WHAT YOU NEED TO DO: In the data below, count how many lines contain "executable" and give that number by itself.

Top of AVAILABLE RECORDS

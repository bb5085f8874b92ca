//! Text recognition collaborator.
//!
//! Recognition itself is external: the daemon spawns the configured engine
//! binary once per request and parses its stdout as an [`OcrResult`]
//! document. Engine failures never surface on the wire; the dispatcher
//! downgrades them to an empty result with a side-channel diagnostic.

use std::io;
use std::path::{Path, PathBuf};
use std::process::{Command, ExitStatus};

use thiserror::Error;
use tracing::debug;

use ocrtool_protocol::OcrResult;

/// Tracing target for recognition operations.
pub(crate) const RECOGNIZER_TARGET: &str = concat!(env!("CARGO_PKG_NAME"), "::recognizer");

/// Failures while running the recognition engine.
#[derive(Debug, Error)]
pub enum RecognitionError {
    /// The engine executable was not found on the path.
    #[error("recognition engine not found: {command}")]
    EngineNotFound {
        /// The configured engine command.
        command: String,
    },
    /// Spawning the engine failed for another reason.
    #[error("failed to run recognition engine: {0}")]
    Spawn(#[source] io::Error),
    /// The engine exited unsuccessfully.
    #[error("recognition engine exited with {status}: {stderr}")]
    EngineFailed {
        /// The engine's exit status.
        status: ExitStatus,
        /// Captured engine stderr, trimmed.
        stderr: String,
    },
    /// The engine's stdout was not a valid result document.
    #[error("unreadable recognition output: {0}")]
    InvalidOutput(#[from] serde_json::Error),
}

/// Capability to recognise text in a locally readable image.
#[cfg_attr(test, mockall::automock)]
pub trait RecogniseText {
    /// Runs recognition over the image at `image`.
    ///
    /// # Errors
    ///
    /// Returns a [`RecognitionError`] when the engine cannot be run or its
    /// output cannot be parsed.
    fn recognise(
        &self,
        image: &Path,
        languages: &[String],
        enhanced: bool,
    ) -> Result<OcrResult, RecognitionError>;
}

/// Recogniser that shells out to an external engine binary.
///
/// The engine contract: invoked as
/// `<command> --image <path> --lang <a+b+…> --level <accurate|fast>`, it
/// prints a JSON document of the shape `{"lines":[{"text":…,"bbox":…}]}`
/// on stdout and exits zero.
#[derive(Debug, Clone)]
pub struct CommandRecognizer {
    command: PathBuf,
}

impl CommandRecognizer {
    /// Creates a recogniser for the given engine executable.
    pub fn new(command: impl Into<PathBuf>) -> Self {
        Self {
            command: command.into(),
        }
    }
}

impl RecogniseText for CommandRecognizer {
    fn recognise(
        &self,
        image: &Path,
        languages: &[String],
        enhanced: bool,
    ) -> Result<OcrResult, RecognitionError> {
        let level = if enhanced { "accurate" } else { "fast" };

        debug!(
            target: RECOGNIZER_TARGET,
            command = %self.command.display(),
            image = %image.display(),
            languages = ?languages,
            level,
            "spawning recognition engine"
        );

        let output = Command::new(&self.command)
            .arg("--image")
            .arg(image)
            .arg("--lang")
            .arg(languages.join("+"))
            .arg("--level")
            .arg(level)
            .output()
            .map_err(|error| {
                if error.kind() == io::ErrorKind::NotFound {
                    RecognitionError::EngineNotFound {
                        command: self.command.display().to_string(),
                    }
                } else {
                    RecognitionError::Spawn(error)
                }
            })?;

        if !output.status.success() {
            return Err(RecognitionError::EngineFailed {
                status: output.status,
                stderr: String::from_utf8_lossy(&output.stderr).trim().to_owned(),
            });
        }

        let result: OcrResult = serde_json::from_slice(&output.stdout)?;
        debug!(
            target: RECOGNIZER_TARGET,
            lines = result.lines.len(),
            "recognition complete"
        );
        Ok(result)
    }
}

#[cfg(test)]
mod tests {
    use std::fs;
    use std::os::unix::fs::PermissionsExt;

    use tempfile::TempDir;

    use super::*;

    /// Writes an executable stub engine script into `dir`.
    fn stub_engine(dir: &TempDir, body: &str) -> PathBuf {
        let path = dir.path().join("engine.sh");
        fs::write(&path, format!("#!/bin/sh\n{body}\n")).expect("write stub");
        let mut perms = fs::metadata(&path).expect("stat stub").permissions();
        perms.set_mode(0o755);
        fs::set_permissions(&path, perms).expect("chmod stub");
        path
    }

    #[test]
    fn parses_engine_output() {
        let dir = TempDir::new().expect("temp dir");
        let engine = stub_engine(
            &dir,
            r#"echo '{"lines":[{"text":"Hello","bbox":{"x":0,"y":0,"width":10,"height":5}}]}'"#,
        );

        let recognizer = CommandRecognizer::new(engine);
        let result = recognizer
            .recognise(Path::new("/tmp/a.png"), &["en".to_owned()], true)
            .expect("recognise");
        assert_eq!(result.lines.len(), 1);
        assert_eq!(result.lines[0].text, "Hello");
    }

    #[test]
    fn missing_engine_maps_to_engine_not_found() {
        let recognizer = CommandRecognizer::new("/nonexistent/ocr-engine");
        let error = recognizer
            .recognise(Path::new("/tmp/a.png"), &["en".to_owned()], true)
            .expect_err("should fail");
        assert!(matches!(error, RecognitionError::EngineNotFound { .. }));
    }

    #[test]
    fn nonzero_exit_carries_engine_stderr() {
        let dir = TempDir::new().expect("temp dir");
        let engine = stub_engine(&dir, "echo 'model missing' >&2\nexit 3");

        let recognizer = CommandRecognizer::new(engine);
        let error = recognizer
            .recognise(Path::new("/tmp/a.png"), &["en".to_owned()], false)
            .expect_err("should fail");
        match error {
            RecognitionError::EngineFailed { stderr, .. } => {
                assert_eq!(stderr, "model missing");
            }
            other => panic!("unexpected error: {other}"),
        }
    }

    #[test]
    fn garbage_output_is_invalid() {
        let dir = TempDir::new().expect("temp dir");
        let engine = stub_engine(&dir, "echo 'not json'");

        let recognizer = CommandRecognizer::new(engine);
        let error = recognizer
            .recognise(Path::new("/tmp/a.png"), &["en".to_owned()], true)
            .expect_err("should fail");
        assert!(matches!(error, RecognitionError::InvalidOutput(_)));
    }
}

Bottom of AVAILABLE RECORDS

SOLUTION: 3